[MATERIAL FOR THE TASK — start]
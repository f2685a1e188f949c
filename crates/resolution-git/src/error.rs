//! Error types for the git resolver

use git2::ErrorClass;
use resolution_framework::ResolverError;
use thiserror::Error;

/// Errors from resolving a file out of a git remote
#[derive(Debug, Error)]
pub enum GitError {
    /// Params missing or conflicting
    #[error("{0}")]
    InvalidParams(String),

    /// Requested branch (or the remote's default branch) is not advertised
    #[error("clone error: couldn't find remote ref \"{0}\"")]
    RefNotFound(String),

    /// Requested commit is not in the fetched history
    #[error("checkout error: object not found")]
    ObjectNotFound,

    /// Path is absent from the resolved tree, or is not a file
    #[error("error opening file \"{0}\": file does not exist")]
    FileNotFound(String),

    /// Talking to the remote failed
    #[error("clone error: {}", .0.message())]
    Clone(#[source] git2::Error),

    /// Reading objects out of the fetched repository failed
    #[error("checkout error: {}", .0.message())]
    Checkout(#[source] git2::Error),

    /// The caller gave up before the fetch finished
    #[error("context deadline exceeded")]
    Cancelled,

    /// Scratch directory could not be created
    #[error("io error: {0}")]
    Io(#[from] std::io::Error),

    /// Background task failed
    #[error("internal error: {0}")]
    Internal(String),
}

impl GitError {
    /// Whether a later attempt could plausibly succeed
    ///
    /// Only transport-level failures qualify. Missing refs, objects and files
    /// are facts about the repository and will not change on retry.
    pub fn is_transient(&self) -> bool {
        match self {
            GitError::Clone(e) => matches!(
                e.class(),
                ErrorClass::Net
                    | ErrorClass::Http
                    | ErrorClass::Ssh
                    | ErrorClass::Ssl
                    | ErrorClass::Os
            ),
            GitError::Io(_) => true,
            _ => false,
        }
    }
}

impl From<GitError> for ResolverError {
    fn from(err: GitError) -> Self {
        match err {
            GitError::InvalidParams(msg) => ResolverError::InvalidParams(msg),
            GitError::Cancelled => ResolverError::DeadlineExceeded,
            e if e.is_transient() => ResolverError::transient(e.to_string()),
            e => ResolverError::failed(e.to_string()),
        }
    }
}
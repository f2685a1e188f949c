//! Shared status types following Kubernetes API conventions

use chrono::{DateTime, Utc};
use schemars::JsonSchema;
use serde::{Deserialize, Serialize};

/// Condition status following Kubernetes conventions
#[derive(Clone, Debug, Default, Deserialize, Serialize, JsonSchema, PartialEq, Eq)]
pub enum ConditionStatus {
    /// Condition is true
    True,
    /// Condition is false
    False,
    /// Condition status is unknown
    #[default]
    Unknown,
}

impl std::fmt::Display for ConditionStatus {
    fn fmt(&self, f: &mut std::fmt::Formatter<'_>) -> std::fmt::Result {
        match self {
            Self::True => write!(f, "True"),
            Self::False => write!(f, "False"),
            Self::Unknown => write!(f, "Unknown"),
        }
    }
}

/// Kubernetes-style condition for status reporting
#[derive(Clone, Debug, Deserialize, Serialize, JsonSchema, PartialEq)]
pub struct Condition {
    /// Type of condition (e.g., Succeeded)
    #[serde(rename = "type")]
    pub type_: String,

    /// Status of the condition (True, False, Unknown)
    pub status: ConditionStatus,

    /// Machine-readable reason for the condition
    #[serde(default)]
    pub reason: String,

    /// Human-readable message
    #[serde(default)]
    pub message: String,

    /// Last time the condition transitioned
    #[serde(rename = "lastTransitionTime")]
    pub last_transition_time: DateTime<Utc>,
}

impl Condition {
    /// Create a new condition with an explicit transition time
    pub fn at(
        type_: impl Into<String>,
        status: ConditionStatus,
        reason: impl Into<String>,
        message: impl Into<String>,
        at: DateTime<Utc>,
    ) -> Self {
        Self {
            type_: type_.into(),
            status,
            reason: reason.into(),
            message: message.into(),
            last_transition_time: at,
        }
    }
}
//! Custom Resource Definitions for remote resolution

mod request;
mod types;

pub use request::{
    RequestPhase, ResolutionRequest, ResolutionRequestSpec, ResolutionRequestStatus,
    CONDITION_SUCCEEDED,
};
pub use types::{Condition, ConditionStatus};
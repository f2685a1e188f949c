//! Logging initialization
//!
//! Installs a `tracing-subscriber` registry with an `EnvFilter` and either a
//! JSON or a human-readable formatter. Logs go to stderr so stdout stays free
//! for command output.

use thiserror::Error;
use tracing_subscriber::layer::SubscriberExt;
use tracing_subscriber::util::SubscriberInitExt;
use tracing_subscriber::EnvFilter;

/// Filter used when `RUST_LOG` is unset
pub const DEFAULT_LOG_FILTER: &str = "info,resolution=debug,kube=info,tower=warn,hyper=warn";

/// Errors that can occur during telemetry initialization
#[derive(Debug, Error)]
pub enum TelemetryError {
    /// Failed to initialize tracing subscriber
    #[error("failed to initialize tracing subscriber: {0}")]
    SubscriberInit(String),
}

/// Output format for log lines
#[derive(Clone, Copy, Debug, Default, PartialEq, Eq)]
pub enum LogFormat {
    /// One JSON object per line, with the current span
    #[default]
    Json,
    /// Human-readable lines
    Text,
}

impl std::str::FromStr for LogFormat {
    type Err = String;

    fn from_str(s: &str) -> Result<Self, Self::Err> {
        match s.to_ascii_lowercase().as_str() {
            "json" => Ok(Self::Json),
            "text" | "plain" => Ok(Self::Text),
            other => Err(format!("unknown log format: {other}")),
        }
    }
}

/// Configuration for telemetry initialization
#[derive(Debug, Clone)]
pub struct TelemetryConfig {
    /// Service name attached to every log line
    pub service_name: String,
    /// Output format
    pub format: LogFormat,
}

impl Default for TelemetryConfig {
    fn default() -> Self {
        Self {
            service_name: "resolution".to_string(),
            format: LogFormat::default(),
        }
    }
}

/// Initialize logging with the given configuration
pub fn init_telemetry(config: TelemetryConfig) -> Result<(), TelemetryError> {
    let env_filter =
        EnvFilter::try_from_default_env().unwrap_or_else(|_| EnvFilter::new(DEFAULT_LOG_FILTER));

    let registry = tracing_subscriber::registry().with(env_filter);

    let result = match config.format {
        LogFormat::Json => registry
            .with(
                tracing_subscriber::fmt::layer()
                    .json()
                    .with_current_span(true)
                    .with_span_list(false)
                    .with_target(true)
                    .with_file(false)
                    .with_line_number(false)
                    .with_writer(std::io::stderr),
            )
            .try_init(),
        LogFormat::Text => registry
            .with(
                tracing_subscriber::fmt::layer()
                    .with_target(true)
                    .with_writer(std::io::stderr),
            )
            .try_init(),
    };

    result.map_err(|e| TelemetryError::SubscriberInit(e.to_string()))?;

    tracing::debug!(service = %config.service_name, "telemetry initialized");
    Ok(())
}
[MATERIAL FOR THE TASK — finish]
**TASK BRIEF**
Your task is to retype the records precisely as they stand.

**TASK RESPONSE**
repository f2685a1e188f949c
filename crates/resolution-git/src/error.rs
//! Error types for the git resolver

use git2::ErrorClass;
use resolution_framework::ResolverError;
use thiserror::Error;

/// Errors from resolving a file out of a git remote
#[derive(Debug, Error)]
pub enum GitError {
    /// Params missing or conflicting
    #[error("{0}")]
    InvalidParams(String),

    /// Requested branch (or the remote's default branch) is not advertised
    #[error("clone error: couldn't find remote ref \"{0}\"")]
    RefNotFound(String),

    /// Requested commit is not in the fetched history
    #[error("checkout error: object not found")]
    ObjectNotFound,

    /// Path is absent from the resolved tree, or is not a file
    #[error("error opening file \"{0}\": file does not exist")]
    FileNotFound(String),

    /// Talking to the remote failed
    #[error("clone error: {}", .0.message())]
    Clone(#[source] git2::Error),

    /// Reading objects out of the fetched repository failed
    #[error("checkout error: {}", .0.message())]
    Checkout(#[source] git2::Error),

    /// The caller gave up before the fetch finished
    #[error("context deadline exceeded")]
    Cancelled,

    /// Scratch directory could not be created
    #[error("io error: {0}")]
    Io(#[from] std::io::Error),

    /// Background task failed
    #[error("internal error: {0}")]
    Internal(String),
}

impl GitError {
    /// Whether a later attempt could plausibly succeed
    ///
    /// Only transport-level failures qualify. Missing refs, objects and files
    /// are facts about the repository and will not change on retry.
    pub fn is_transient(&self) -> bool {
        match self {
            GitError::Clone(e) => matches!(
                e.class(),
                ErrorClass::Net
                    | ErrorClass::Http
                    | ErrorClass::Ssh
                    | ErrorClass::Ssl
                    | ErrorClass::Os
            ),
            GitError::Io(_) => true,
            _ => false,
        }
    }
}

impl From<GitError> for ResolverError {
    fn from(err: GitError) -> Self {
        match err {
            GitError::InvalidParams(msg) => ResolverError::InvalidParams(msg),
            GitError::Cancelled => ResolverError::DeadlineExceeded,
            e if e.is_transient() => ResolverError::transient(e.to_string()),
            e => ResolverError::failed(e.to_string()),
        }
    }
}
repository f2685a1e188f949c
//! Shared status types following Kubernetes API conventions

use chrono::{DateTime, Utc};
use schemars::JsonSchema;
use serde::{Deserialize, Serialize};

/// Condition status following Kubernetes conventions
#[derive(Clone, Debug, Default, Deserialize, Serialize, JsonSchema, PartialEq, Eq)]
pub enum ConditionStatus {
    /// Condition is true
    True,
    /// Condition is false
    False,
    /// Condition status is unknown
    #[default]
    Unknown,
}

impl std::fmt::Display for ConditionStatus {
    fn fmt(&self, f: &mut std::fmt::Formatter<'_>) -> std::fmt::Result {
        match self {
            Self::True => write!(f, "True"),
            Self::False => write!(f, "False"),
            Self::Unknown => write!(f, "Unknown"),
        }
    }
}

/// Kubernetes-style condition for status reporting
#[derive(Clone, Debug, Deserialize, Serialize, JsonSchema, PartialEq)]
pub struct Condition {
    /// Type of condition (e.g., Succeeded)
    #[serde(rename = "type")]
    pub type_: String,

    /// Status of the condition (True, False, Unknown)
    pub status: ConditionStatus,

    /// Machine-readable reason for the condition
    #[serde(default)]
    pub reason: String,

    /// Human-readable message
    #[serde(default)]
    pub message: String,

    /// Last time the condition transitioned
    #[serde(rename = "lastTransitionTime")]
    pub last_transition_time: DateTime<Utc>,
}

impl Condition {
    /// Create a new condition with an explicit transition time
    pub fn at(
        type_: impl Into<String>,
        status: ConditionStatus,
        reason: impl Into<String>,
        message: impl Into<String>,
        at: DateTime<Utc>,
    ) -> Self {
        Self {
            type_: type_.into(),
            status,
            reason: reason.into(),
            message: message.into(),
            last_transition_time: at,
        }
    }
}
//! Custom Resource Definitions for remote resolution

mod request;
mod types;

pub use request::{
    RequestPhase, ResolutionRequest, ResolutionRequestSpec, ResolutionRequestStatus,
    CONDITION_SUCCEEDED,
};
pub use types::{Condition, ConditionStatus};
repository f2685a1e188f949c
//! Logging initialization
//!
//! Installs a `tracing-subscriber` registry with an `EnvFilter` and either a
//! JSON or a human-readable formatter. Logs go to stderr so stdout stays free
//! for command output.

use thiserror::Error;
use tracing_subscriber::layer::SubscriberExt;
use tracing_subscriber::util::SubscriberInitExt;
use tracing_subscriber::EnvFilter;

/// Filter used when `RUST_LOG` is unset
pub const DEFAULT_LOG_FILTER: &str = "info,resolution=debug,kube=info,tower=warn,hyper=warn";

/// Errors that can occur during telemetry initialization
#[derive(Debug, Error)]
pub enum TelemetryError {
    /// Failed to initialize tracing subscriber
    #[error("failed to initialize tracing subscriber: {0}")]
    SubscriberInit(String),
}

/// Output format for log lines
#[derive(Clone, Copy, Debug, Default, PartialEq, Eq)]
pub enum LogFormat {
    /// One JSON object per line, with the current span
    #[default]
    Json,
    /// Human-readable lines
    Text,
}

impl std::str::FromStr for LogFormat {
    type Err = String;

    fn from_str(s: &str) -> Result<Self, Self::Err> {
        match s.to_ascii_lowercase().as_str() {
            "json" => Ok(Self::Json),
            "text" | "plain" => Ok(Self::Text),
            other => Err(format!("unknown log format: {other}")),
        }
    }
}

/// Configuration for telemetry initialization
#[derive(Debug, Clone)]
pub struct TelemetryConfig {
    /// Service name attached to every log line
    pub service_name: String,
    /// Output format
    pub format: LogFormat,
}

impl Default for TelemetryConfig {
    fn default() -> Self {
        Self {
            service_name: "resolution".to_string(),
            format: LogFormat::default(),
        }
    }
}

/// Initialize logging with the given configuration
pub fn init_telemetry(config: TelemetryConfig) -> Result<(), TelemetryError> {
    let env_filter =
        EnvFilter::try_from_default_env().unwrap_or_else(|_| EnvFilter::new(DEFAULT_LOG_FILTER));

    let registry = tracing_subscriber::registry().with(env_filter);

    let result = match config.format {
        LogFormat::Json => registry
            .with(
                tracing_subscriber::fmt::layer()
                    .json()
                    .with_current_span(true)
                    .with_span_list(false)
                    .with_target(true)
                    .with_file(false)
                    .with_line_number(false)
                    .with_writer(std::io::stderr),
            )
            .try_init(),
        LogFormat::Text => registry
            .with(
                tracing_subscriber::fmt::layer()
                    .with_target(true)
                    .with_writer(std::io::stderr),
            )
            .try_init(),
    };

    result.map_err(|e| TelemetryError::SubscriberInit(e.to_string()))?;

    tracing::debug!(service = %config.service_name, "telemetry initialized");
    Ok(())
}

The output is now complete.